*** Stored data

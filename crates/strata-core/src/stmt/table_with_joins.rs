use super::{Join, TableFactor};

#[derive(Debug, Clone, PartialEq)]
pub struct TableWithJoins {
    pub relation: TableFactor,
    pub joins: Vec<Join>,
}

impl From<TableFactor> for TableWithJoins {
    fn from(value: TableFactor) -> Self {
        TableWithJoins {
            relation: value,
            joins: vec![],
        }
    }
}
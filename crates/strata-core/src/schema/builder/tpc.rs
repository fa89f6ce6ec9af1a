use super::BuildSchema;
use crate::schema::{
    app::{EntityType, MappingStrategy},
    mapping::{EntityMapping, Source},
};
use crate::{Error, Result};
use indexmap::IndexMap;

impl<'a> BuildSchema<'a> {
    /// Gives every concrete type a table holding all of its properties,
    /// inherited ones included. Abstract types have no table.
    pub(super) fn build_tpc(&mut self, root: &'a EntityType) -> Result<()> {
        let app = self.app;

        for entity in self.hierarchy(root.id) {
            if entity.is_abstract {
                if entity.table_name.is_some() {
                    return Err(Error::configuration(format!(
                        "abstract entity type `{}` is mapped table-per-concrete-type and \
                         cannot have a table",
                        entity.name
                    )));
                }

                self.mapping.entities.insert(
                    entity.id,
                    EntityMapping {
                        entity: entity.id,
                        strategy: MappingStrategy::Tpc,
                        source: Source::Unmapped,
                        tables: vec![],
                        columns: IndexMap::new(),
                    },
                );
                continue;
            }

            let table = self.create_table_for(entity)?;
            let mut columns = IndexMap::new();

            for property in app.all_properties(entity.id) {
                let column = self.add_property_column(table, property, false)?;
                columns.insert(property.id, column);
            }

            self.mapping.entities.insert(
                entity.id,
                EntityMapping {
                    entity: entity.id,
                    strategy: MappingStrategy::Tpc,
                    source: Source::Table,
                    tables: vec![table],
                    columns,
                },
            );
        }

        if app.concrete_types(root.id).len() > 1 || root.discriminator.is_some() {
            let config = root.discriminator.clone().unwrap_or_default();
            self.verify_marker_name(root, &config.column)?;

            let spec = self.build_discriminator(root, &config, None)?;
            self.mapping.discriminators.insert(root.id, spec);
        }

        Ok(())
    }
}
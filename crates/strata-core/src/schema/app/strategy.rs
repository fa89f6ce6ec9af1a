use serde::Deserialize;
use std::fmt;

/// How a type hierarchy maps onto tables.
#[derive(Debug, Clone, Copy, PartialEq, Eq, Hash, Default, Deserialize)]
#[serde(rename_all = "lowercase")]
pub enum MappingStrategy {
    /// Table-per-hierarchy: one shared table with a discriminator column.
    #[default]
    Tph,

    /// Table-per-type: one table per type holding its declared columns,
    /// joined to ancestor tables on the primary key.
    Tpt,

    /// Table-per-concrete-type: one table per concrete type holding the full
    /// flattened column set.
    Tpc,
}

impl fmt::Display for MappingStrategy {
    fn fmt(&self, f: &mut fmt::Formatter<'_>) -> fmt::Result {
        f.write_str(match self {
            MappingStrategy::Tph => "TPH",
            MappingStrategy::Tpt => "TPT",
            MappingStrategy::Tpc => "TPC",
        })
    }
}
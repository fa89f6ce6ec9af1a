use crate::{LoggingDriver, Setup, SqlLog};

use std::{future::Future, pin::Pin};
use strata::{db, driver::Driver, Db};

/// Runs one test case against a fresh database on its own runtime.
pub struct DbTest {
    runtime: Option<tokio::runtime::Runtime>,
    setup: Box<dyn Setup>,
    log: SqlLog,
}

impl DbTest {
    /// Create a new DbTest with a current-thread runtime.
    pub fn new(setup: Box<dyn Setup>) -> Self {
        let _ = env_logger::builder().is_test(true).try_init();

        let runtime = tokio::runtime::Builder::new_current_thread()
            .enable_all()
            .build()
            .expect("Failed to create Tokio runtime");

        Self {
            runtime: Some(runtime),
            setup,
            log: SqlLog::new(),
        }
    }

    /// Builds a database from `builder`, logging every command it runs.
    pub async fn try_setup_db(&mut self, mut builder: db::Builder) -> strata::Result<Db> {
        let driver = self.setup.connect().await?;
        builder
            .build(LoggingDriver::new(driver, self.log.clone()))
            .await
    }

    pub async fn setup_db(&mut self, builder: db::Builder) -> Db {
        self.try_setup_db(builder).await.unwrap()
    }

    /// Opens a raw driver, for tests that wrap it themselves.
    pub async fn connect(&self) -> Box<dyn Driver> {
        self.setup.connect().await.unwrap()
    }

    /// The SQL logged by databases created with [`DbTest::setup_db`].
    pub fn log(&self) -> &SqlLog {
        &self.log
    }

    pub fn capability(&self) -> &strata::driver::Capability {
        self.setup.capability()
    }

    /// Run a test function with a mutable reference to self, using our
    /// managed runtime.
    pub fn run_test<F>(&mut self, test_fn: F)
    where
        F: for<'a> FnOnce(&'a mut DbTest) -> Pin<Box<dyn Future<Output = ()> + 'a>>,
    {
        let runtime = self.runtime.take().expect("test already running");
        runtime.block_on(test_fn(self));
        self.runtime = Some(runtime);
    }
}
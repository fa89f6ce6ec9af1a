use tests::prelude::*;

async fn client_expressions_fail_translation(test: &mut DbTest) {
    let db = test.setup_db(models!(fixtures::store())).await;

    let query = Query::new(entity(&db, "Customer")).filter(Expr::eq(
        Expr::client("format_name"),
        Value::from("Ada"),
    ));

    assert_err!(db.query(&query).await, is_translation_failure);
    assert!(test.log().is_empty());
}

async fn properties_of_other_types_fail_translation(test: &mut DbTest) {
    let db = test
        .setup_db(models!(fixtures::zoo(MappingStrategy::Tph)))
        .await;

    // `Wingspan` belongs to `Eagle`, not `Kiwi`
    let query = Query::new(entity(&db, "Kiwi")).filter(Expr::gt(
        Expr::property(prop(&db, "Eagle", "Wingspan")),
        Value::from(1.0),
    ));

    assert_err!(db.plan(&query), is_translation_failure);
}

async fn set_operation_operands_must_match(test: &mut DbTest) {
    let db = test.setup_db(models!(fixtures::store())).await;

    let customer = entity(&db, "Customer");
    let query = Query::new(customer)
        .select([prop(&db, "Customer", "Name")])
        .union_all(Query::new(customer).select([
            prop(&db, "Customer", "Id"),
            prop(&db, "Customer", "Name"),
        ]));

    assert_err!(db.plan(&query), is_translation_failure);
}

async fn set_operation_over_properties(test: &mut DbTest) {
    let db = test.setup_db(models!(fixtures::store())).await;
    fixtures::seed_store(&db).await;

    let customer = entity(&db, "Customer");
    let id = prop(&db, "Customer", "Id");
    let name = prop(&db, "Customer", "Name");

    let query = Query::new(customer)
        .select([name])
        .filter(Expr::eq(Expr::property(id), Value::from(1_i64)))
        .union_all(
            Query::new(customer)
                .select([name])
                .filter(Expr::gt(Expr::property(id), Value::from(1_i64))),
        )
        .order_by(OrderByExpr::desc(Expr::property(name)));

    let records = db.query(&query).await.unwrap();

    let names: Vec<_> = records
        .iter()
        .map(|record| record.get("Name").and_then(Value::as_str).unwrap())
        .collect();
    assert_eq!(names, ["Grace", "Edsger", "Ada"]);
    assert!(records.iter().all(|record| record.ty.is_none()));
}

tests!(
    client_expressions_fail_translation,
    properties_of_other_types_fail_translation,
    set_operation_operands_must_match,
    set_operation_over_properties,
);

******

_Problem to work on_. Please output the listing in full, exactly as it was given above.

_Task result_.
filename crates/strata-core/src/stmt/table_with_joins.rs
use super::{Join, TableFactor};

#[derive(Debug, Clone, PartialEq)]
pub struct TableWithJoins {
    pub relation: TableFactor,
    pub joins: Vec<Join>,
}

impl From<TableFactor> for TableWithJoins {
    fn from(value: TableFactor) -> Self {
        TableWithJoins {
            relation: value,
            joins: vec![],
        }
    }
}
filename crates/strata-core/src/schema/builder/tpc.rs
repository fa89f6ce6ec9af1a
use super::BuildSchema;
use crate::schema::{
    app::{EntityType, MappingStrategy},
    mapping::{EntityMapping, Source},
};
use crate::{Error, Result};
use indexmap::IndexMap;

impl<'a> BuildSchema<'a> {
    /// Gives every concrete type a table holding all of its properties,
    /// inherited ones included. Abstract types have no table.
    pub(super) fn build_tpc(&mut self, root: &'a EntityType) -> Result<()> {
        let app = self.app;

        for entity in self.hierarchy(root.id) {
            if entity.is_abstract {
                if entity.table_name.is_some() {
                    return Err(Error::configuration(format!(
                        "abstract entity type `{}` is mapped table-per-concrete-type and \
                         cannot have a table",
                        entity.name
                    )));
                }

                self.mapping.entities.insert(
                    entity.id,
                    EntityMapping {
                        entity: entity.id,
                        strategy: MappingStrategy::Tpc,
                        source: Source::Unmapped,
                        tables: vec![],
                        columns: IndexMap::new(),
                    },
                );
                continue;
            }

            let table = self.create_table_for(entity)?;
            let mut columns = IndexMap::new();

            for property in app.all_properties(entity.id) {
                let column = self.add_property_column(table, property, false)?;
                columns.insert(property.id, column);
            }

            self.mapping.entities.insert(
                entity.id,
                EntityMapping {
                    entity: entity.id,
                    strategy: MappingStrategy::Tpc,
                    source: Source::Table,
                    tables: vec![table],
                    columns,
                },
            );
        }

        if app.concrete_types(root.id).len() > 1 || root.discriminator.is_some() {
            let config = root.discriminator.clone().unwrap_or_default();
            self.verify_marker_name(root, &config.column)?;

            let spec = self.build_discriminator(root, &config, None)?;
            self.mapping.discriminators.insert(root.id, spec);
        }

        Ok(())
    }
}
filename crates/strata-core/src/schema/app/strategy.rs
repository fa89f6ce6ec9af1a
use serde::Deserialize;
use std::fmt;

/// How a type hierarchy maps onto tables.
#[derive(Debug, Clone, Copy, PartialEq, Eq, Hash, Default, Deserialize)]
#[serde(rename_all = "lowercase")]
pub enum MappingStrategy {
    /// Table-per-hierarchy: one shared table with a discriminator column.
    #[default]
    Tph,

    /// Table-per-type: one table per type holding its declared columns,
    /// joined to ancestor tables on the primary key.
    Tpt,

    /// Table-per-concrete-type: one table per concrete type holding the full
    /// flattened column set.
    Tpc,
}

impl fmt::Display for MappingStrategy {
    fn fmt(&self, f: &mut fmt::Formatter<'_>) -> fmt::Result {
        f.write_str(match self {
            MappingStrategy::Tph => "TPH",
            MappingStrategy::Tpt => "TPT",
            MappingStrategy::Tpc => "TPC",
        })
    }
}
repository fa89f6ce6ec9af1a
use crate::{LoggingDriver, Setup, SqlLog};

use std::{future::Future, pin::Pin};
use strata::{db, driver::Driver, Db};

/// Runs one test case against a fresh database on its own runtime.
pub struct DbTest {
    runtime: Option<tokio::runtime::Runtime>,
    setup: Box<dyn Setup>,
    log: SqlLog,
}

impl DbTest {
    /// Create a new DbTest with a current-thread runtime.
    pub fn new(setup: Box<dyn Setup>) -> Self {
        let _ = env_logger::builder().is_test(true).try_init();

        let runtime = tokio::runtime::Builder::new_current_thread()
            .enable_all()
            .build()
            .expect("Failed to create Tokio runtime");

        Self {
            runtime: Some(runtime),
            setup,
            log: SqlLog::new(),
        }
    }

    /// Builds a database from `builder`, logging every command it runs.
    pub async fn try_setup_db(&mut self, mut builder: db::Builder) -> strata::Result<Db> {
        let driver = self.setup.connect().await?;
        builder
            .build(LoggingDriver::new(driver, self.log.clone()))
            .await
    }

    pub async fn setup_db(&mut self, builder: db::Builder) -> Db {
        self.try_setup_db(builder).await.unwrap()
    }

    /// Opens a raw driver, for tests that wrap it themselves.
    pub async fn connect(&self) -> Box<dyn Driver> {
        self.setup.connect().await.unwrap()
    }

    /// The SQL logged by databases created with [`DbTest::setup_db`].
    pub fn log(&self) -> &SqlLog {
        &self.log
    }

    pub fn capability(&self) -> &strata::driver::Capability {
        self.setup.capability()
    }

    /// Run a test function with a mutable reference to self, using our
    /// managed runtime.
    pub fn run_test<F>(&mut self, test_fn: F)
    where
        F: for<'a> FnOnce(&'a mut DbTest) -> Pin<Box<dyn Future<Output = ()> + 'a>>,
    {
        let runtime = self.runtime.take().expect("test already running");
        runtime.block_on(test_fn(self));
        self.runtime = Some(runtime);
    }
}
repository fa89f6ce6ec9af1a
use tests::prelude::*;

async fn client_expressions_fail_translation(test: &mut DbTest) {
    let db = test.setup_db(models!(fixtures::store())).await;

    let query = Query::new(entity(&db, "Customer")).filter(Expr::eq(
        Expr::client("format_name"),
        Value::from("Ada"),
    ));

    assert_err!(db.query(&query).await, is_translation_failure);
    assert!(test.log().is_empty());
}

async fn properties_of_other_types_fail_translation(test: &mut DbTest) {
    let db = test
        .setup_db(models!(fixtures::zoo(MappingStrategy::Tph)))
        .await;

    // `Wingspan` belongs to `Eagle`, not `Kiwi`
    let query = Query::new(entity(&db, "Kiwi")).filter(Expr::gt(
        Expr::property(prop(&db, "Eagle", "Wingspan")),
        Value::from(1.0),
    ));

    assert_err!(db.plan(&query), is_translation_failure);
}

async fn set_operation_operands_must_match(test: &mut DbTest) {
    let db = test.setup_db(models!(fixtures::store())).await;

    let customer = entity(&db, "Customer");
    let query = Query::new(customer)
        .select([prop(&db, "Customer", "Name")])
        .union_all(Query::new(customer).select([
            prop(&db, "Customer", "Id"),
            prop(&db, "Customer", "Name"),
        ]));

    assert_err!(db.plan(&query), is_translation_failure);
}

async fn set_operation_over_properties(test: &mut DbTest) {
    let db = test.setup_db(models!(fixtures::store())).await;
    fixtures::seed_store(&db).await;

    let customer = entity(&db, "Customer");
    let id = prop(&db, "Customer", "Id");
    let name = prop(&db, "Customer", "Name");

    let query = Query::new(customer)
        .select([name])
        .filter(Expr::eq(Expr::property(id), Value::from(1_i64)))
        .union_all(
            Query::new(customer)
                .select([name])
                .filter(Expr::gt(Expr::property(id), Value::from(1_i64))),
        )
        .order_by(OrderByExpr::desc(Expr::property(name)));

    let records = db.query(&query).await.unwrap();

    let names: Vec<_> = records
        .iter()
        .map(|record| record.get("Name").and_then(Value::as_str).unwrap())
        .collect();
    assert_eq!(names, ["Grace", "Edsger", "Ada"]);
    assert!(records.iter().all(|record| record.ty.is_none()));
}

tests!(
    client_expressions_fail_translation,
    properties_of_other_types_fail_translation,
    set_operation_operands_must_match,
    set_operation_over_properties,
);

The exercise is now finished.